Start of Recorded data

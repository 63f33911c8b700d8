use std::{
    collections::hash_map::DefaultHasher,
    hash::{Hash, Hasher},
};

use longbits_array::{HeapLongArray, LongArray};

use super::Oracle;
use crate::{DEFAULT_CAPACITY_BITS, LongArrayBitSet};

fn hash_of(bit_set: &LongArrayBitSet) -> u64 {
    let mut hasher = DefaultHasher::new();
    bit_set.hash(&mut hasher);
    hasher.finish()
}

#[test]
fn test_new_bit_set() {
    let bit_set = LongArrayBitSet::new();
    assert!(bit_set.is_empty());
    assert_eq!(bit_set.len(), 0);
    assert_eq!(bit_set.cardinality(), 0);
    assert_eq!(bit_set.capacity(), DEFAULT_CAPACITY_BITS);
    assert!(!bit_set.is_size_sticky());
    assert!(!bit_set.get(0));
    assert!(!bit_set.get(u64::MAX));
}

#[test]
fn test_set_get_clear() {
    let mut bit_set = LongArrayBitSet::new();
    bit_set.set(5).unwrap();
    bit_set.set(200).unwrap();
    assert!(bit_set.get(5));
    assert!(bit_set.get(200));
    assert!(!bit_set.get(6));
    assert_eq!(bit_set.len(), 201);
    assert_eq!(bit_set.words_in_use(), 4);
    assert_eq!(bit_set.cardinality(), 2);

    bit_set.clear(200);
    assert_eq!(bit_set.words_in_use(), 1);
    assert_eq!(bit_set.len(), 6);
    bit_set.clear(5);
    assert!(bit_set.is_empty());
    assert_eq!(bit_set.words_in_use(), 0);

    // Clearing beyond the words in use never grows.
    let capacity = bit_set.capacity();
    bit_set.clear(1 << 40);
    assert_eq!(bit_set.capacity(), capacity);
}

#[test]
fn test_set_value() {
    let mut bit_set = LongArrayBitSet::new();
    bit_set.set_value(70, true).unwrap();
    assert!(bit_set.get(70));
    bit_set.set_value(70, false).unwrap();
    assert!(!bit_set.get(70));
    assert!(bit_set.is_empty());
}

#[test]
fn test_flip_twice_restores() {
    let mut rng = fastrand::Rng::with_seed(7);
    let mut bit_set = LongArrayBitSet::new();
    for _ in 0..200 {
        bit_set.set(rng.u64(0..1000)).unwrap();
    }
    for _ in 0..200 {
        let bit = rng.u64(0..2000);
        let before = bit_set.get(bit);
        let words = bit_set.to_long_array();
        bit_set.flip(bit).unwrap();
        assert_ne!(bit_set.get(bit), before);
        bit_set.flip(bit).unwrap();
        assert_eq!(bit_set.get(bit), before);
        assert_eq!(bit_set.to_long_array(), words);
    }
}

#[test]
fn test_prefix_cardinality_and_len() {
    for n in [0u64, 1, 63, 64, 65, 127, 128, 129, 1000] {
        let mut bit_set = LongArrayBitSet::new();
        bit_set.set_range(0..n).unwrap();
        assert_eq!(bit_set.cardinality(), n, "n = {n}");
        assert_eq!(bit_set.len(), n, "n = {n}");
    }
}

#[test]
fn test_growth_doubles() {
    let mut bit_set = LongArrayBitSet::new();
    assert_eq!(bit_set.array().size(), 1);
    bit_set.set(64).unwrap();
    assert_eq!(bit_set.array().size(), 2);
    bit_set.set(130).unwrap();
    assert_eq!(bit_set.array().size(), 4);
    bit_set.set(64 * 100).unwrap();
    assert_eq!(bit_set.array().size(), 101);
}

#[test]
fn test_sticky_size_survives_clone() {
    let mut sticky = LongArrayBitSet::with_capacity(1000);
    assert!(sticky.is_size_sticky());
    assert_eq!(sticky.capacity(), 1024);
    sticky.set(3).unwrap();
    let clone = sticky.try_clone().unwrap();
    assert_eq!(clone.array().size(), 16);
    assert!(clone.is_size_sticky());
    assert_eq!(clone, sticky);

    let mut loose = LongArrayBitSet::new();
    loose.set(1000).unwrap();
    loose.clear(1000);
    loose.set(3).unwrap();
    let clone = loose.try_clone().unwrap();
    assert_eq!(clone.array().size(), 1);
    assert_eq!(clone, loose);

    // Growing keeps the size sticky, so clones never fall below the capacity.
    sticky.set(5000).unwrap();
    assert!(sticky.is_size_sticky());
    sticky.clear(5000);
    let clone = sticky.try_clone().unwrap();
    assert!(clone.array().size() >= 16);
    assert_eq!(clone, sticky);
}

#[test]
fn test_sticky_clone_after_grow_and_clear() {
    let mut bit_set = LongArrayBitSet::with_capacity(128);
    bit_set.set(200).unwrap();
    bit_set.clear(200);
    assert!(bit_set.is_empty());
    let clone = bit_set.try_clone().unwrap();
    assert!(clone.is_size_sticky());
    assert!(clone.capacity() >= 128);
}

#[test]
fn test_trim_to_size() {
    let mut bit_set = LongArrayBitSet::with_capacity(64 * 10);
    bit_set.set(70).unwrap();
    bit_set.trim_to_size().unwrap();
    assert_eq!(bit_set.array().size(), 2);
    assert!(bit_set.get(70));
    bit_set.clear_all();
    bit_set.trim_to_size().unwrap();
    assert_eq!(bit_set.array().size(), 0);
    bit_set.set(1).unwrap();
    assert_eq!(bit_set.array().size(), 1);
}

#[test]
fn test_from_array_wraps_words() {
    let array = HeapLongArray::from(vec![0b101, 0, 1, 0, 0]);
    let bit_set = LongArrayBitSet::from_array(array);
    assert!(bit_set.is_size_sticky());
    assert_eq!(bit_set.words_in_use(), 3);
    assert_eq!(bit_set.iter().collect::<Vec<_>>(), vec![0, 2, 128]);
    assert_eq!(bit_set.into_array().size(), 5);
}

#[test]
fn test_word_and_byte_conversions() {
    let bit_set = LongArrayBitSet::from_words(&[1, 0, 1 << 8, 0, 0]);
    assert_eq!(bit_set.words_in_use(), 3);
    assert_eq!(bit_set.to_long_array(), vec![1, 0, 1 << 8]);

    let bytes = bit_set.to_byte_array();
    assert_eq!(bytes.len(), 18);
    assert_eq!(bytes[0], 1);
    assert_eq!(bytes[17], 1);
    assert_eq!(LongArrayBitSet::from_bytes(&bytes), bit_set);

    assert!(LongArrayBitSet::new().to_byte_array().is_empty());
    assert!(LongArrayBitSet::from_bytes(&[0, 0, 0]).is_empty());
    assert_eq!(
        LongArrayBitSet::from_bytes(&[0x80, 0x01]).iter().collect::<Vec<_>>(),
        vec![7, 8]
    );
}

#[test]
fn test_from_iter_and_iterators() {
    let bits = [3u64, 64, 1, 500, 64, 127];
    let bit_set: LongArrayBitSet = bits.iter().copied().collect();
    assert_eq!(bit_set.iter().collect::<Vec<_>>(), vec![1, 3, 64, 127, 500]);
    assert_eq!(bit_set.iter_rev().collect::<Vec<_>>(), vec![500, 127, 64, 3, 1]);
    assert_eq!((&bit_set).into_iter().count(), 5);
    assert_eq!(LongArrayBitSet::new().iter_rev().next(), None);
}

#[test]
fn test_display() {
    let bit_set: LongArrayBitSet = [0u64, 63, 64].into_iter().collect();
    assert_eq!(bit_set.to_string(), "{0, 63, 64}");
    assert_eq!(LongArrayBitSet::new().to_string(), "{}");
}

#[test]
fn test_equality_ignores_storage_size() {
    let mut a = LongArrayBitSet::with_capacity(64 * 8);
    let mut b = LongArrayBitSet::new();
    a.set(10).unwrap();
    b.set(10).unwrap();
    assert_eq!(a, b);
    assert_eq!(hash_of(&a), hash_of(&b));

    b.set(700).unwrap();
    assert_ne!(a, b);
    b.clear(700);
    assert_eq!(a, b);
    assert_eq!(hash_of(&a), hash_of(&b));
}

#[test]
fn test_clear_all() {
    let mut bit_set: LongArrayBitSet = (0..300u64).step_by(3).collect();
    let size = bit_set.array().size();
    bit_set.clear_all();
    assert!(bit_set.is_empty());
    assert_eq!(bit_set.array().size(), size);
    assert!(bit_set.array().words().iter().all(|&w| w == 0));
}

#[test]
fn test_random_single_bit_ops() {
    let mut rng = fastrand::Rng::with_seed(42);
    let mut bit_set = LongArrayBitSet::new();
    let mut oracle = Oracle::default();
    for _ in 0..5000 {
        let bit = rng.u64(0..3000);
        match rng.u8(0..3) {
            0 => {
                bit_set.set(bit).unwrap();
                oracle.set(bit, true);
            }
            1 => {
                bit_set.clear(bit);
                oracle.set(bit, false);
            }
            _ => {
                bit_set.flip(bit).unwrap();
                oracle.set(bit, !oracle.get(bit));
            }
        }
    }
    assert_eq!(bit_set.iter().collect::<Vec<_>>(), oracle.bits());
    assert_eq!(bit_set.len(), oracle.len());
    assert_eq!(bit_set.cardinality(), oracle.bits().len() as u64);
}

End of Recorded data
Start of Recorded data

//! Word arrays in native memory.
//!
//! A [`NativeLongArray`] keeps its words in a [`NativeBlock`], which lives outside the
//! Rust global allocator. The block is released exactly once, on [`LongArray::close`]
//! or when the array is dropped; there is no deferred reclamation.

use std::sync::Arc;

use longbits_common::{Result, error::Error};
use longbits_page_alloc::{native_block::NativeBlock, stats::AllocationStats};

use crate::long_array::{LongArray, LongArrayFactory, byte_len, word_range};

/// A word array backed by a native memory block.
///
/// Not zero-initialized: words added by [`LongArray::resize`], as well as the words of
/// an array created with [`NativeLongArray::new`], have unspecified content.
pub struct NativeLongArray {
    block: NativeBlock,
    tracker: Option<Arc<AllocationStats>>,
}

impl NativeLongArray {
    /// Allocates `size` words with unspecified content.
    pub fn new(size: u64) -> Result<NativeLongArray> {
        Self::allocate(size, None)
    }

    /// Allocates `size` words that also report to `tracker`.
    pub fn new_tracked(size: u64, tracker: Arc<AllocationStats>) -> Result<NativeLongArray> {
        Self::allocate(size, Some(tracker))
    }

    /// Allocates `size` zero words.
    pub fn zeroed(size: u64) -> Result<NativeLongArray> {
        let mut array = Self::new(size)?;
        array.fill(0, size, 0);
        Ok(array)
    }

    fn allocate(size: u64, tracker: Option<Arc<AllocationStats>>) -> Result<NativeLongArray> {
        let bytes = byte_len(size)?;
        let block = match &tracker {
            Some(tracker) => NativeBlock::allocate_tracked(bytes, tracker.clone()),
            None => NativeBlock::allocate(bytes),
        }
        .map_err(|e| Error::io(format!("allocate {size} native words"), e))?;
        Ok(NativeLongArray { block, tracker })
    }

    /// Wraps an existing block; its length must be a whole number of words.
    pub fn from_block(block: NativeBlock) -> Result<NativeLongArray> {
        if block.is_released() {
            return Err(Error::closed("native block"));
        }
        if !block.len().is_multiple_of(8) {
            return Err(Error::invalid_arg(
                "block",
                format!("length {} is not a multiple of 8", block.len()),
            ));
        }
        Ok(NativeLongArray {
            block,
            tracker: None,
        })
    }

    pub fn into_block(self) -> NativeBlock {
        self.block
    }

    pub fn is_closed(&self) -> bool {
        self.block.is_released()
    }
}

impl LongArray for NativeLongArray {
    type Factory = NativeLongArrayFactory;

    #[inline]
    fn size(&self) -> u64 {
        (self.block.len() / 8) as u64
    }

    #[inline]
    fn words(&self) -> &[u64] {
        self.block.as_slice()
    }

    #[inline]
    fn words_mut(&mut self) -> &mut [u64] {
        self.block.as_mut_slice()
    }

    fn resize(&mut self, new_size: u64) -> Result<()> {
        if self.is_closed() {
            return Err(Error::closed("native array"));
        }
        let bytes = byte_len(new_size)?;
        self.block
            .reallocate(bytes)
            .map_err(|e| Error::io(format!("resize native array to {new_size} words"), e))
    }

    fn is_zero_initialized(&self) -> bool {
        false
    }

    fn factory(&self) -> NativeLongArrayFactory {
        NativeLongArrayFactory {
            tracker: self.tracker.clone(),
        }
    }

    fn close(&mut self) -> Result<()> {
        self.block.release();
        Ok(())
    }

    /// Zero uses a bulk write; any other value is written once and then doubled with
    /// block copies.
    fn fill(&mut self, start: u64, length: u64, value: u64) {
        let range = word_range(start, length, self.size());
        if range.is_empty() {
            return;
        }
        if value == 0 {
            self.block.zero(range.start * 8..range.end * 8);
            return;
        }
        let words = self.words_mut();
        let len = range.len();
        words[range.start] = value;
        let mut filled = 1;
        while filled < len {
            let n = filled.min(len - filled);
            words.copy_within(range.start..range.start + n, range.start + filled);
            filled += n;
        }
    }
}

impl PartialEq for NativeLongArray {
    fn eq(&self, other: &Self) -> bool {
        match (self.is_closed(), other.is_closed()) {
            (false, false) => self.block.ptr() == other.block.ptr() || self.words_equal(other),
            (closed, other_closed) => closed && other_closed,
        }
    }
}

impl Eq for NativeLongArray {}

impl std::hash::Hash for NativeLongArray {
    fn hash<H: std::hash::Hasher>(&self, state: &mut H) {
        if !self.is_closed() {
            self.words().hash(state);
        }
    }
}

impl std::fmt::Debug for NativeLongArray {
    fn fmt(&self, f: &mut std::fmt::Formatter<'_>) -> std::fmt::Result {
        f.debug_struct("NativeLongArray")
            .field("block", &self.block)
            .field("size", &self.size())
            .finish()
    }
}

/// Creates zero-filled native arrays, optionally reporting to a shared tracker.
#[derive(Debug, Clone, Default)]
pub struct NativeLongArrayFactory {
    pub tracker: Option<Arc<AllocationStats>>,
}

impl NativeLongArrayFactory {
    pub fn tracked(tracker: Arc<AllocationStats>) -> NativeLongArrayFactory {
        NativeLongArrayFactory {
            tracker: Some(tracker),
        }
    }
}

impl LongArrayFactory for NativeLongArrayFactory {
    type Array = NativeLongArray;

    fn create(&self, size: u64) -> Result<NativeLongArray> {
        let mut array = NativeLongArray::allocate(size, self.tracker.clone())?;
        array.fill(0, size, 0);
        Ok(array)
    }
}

End of Recorded data

Exercise instructions >> In the entries above, the lines from the one bearing "assert!(LongArrayBitSet::new().to_byte_array().is_empty());" up to and including the one bearing "bit_set.set(bit).unwrap();" should be transcribed exactly; no other line is wanted.

Result for this task >>
    assert!(LongArrayBitSet::new().to_byte_array().is_empty());
    assert!(LongArrayBitSet::from_bytes(&[0, 0, 0]).is_empty());
    assert_eq!(
        LongArrayBitSet::from_bytes(&[0x80, 0x01]).iter().collect::<Vec<_>>(),
        vec![7, 8]
    );
}

#[test]
fn test_from_iter_and_iterators() {
    let bits = [3u64, 64, 1, 500, 64, 127];
    let bit_set: LongArrayBitSet = bits.iter().copied().collect();
    assert_eq!(bit_set.iter().collect::<Vec<_>>(), vec![1, 3, 64, 127, 500]);
    assert_eq!(bit_set.iter_rev().collect::<Vec<_>>(), vec![500, 127, 64, 3, 1]);
    assert_eq!((&bit_set).into_iter().count(), 5);
    assert_eq!(LongArrayBitSet::new().iter_rev().next(), None);
}

#[test]
fn test_display() {
    let bit_set: LongArrayBitSet = [0u64, 63, 64].into_iter().collect();
    assert_eq!(bit_set.to_string(), "{0, 63, 64}");
    assert_eq!(LongArrayBitSet::new().to_string(), "{}");
}

#[test]
fn test_equality_ignores_storage_size() {
    let mut a = LongArrayBitSet::with_capacity(64 * 8);
    let mut b = LongArrayBitSet::new();
    a.set(10).unwrap();
    b.set(10).unwrap();
    assert_eq!(a, b);
    assert_eq!(hash_of(&a), hash_of(&b));

    b.set(700).unwrap();
    assert_ne!(a, b);
    b.clear(700);
    assert_eq!(a, b);
    assert_eq!(hash_of(&a), hash_of(&b));
}

#[test]
fn test_clear_all() {
    let mut bit_set: LongArrayBitSet = (0..300u64).step_by(3).collect();
    let size = bit_set.array().size();
    bit_set.clear_all();
    assert!(bit_set.is_empty());
    assert_eq!(bit_set.array().size(), size);
    assert!(bit_set.array().words().iter().all(|&w| w == 0));
}

#[test]
fn test_random_single_bit_ops() {
    let mut rng = fastrand::Rng::with_seed(42);
    let mut bit_set = LongArrayBitSet::new();
    let mut oracle = Oracle::default();
    for _ in 0..5000 {
        let bit = rng.u64(0..3000);
        match rng.u8(0..3) {
            0 => {
                bit_set.set(bit).unwrap();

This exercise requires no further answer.